**Exercise:** Your answer should be the lines of the listing that contain the word "Copy".
+++++
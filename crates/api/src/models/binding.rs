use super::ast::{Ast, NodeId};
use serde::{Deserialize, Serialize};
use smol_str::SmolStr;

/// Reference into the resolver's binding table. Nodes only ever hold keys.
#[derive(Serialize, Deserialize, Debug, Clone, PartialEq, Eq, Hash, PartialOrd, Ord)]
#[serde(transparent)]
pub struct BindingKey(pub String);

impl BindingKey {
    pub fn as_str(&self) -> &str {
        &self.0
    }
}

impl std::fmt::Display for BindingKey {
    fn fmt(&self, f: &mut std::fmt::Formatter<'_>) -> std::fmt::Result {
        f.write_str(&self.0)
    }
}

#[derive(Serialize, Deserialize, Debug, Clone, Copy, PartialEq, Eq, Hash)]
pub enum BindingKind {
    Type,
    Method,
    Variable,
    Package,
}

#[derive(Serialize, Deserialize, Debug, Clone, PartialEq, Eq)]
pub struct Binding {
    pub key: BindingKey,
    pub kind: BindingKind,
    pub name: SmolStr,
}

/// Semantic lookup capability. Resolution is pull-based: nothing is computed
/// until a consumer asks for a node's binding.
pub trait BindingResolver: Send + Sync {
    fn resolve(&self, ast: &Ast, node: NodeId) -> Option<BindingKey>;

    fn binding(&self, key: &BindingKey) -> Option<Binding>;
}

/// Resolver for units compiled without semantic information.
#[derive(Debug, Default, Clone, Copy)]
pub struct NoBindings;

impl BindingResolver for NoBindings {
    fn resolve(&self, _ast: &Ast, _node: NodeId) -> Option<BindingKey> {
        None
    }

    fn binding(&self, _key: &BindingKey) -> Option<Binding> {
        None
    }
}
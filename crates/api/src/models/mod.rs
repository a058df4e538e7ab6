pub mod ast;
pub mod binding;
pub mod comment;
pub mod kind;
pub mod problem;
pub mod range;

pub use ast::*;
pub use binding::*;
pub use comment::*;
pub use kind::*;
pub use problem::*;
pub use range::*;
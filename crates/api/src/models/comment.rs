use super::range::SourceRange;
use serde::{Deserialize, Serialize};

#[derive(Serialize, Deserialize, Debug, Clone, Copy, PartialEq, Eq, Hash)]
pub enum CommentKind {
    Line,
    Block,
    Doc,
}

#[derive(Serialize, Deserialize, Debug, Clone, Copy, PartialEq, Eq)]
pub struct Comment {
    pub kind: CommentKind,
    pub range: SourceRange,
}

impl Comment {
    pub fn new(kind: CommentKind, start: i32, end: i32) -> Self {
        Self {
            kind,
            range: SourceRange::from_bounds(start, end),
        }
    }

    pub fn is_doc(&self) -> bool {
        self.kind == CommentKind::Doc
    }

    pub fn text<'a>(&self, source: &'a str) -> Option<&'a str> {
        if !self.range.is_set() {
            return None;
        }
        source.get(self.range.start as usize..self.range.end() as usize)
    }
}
+++++
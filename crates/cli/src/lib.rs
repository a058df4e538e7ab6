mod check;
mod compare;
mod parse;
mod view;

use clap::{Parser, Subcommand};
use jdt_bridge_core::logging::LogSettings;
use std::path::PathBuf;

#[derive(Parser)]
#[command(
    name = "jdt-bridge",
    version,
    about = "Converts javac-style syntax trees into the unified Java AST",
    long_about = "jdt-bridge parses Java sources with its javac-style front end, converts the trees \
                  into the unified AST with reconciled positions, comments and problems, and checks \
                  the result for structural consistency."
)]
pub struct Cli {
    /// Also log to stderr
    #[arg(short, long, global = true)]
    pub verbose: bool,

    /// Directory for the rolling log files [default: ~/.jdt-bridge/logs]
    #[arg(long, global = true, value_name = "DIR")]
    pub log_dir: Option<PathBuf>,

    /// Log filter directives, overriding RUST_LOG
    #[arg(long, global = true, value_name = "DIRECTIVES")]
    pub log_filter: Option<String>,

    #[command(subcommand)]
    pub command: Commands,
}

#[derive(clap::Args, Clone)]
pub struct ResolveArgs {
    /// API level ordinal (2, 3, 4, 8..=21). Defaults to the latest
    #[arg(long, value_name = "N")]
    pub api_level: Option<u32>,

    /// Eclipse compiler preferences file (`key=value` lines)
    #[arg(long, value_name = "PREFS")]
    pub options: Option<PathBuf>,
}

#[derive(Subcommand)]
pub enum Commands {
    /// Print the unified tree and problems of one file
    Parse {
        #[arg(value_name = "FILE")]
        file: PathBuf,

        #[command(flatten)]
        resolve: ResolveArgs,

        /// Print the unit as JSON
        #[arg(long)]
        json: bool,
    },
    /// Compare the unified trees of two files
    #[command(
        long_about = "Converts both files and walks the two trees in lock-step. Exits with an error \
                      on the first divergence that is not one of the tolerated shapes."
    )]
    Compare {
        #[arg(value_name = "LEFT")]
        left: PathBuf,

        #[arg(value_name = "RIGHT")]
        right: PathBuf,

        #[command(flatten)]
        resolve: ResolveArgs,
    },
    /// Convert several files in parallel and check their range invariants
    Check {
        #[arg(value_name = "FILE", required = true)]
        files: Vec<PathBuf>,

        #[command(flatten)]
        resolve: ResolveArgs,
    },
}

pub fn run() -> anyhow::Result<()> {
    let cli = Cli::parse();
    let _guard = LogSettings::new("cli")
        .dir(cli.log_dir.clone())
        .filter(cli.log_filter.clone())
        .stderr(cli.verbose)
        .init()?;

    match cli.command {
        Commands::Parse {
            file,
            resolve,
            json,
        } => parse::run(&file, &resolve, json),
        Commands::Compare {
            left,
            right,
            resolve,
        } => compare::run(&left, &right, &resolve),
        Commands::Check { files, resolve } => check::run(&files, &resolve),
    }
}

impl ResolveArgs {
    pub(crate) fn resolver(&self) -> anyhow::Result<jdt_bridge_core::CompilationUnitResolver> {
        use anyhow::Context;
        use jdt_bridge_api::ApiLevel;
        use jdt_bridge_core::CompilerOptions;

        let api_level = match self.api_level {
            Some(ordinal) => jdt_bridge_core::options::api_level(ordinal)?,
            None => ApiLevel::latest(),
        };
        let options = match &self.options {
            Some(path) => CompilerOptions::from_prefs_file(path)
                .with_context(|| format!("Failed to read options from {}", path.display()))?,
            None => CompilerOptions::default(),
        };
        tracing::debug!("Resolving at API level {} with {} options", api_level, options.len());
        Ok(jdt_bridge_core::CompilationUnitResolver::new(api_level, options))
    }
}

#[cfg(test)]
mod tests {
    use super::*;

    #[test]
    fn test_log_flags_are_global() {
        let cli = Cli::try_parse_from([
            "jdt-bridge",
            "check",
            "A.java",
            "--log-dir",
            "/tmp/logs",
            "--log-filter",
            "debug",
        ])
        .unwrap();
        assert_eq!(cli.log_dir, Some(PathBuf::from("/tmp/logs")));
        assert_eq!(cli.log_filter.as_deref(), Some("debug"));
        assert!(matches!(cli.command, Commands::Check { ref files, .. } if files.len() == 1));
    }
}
+++++
**Exercise answer:**
#[derive(Serialize, Deserialize, Debug, Clone, Copy, PartialEq, Eq, Hash)]
#[derive(Debug, Default, Clone, Copy)]
#[derive(Serialize, Deserialize, Debug, Clone, Copy, PartialEq, Eq, Hash)]
#[derive(Serialize, Deserialize, Debug, Clone, Copy, PartialEq, Eq)]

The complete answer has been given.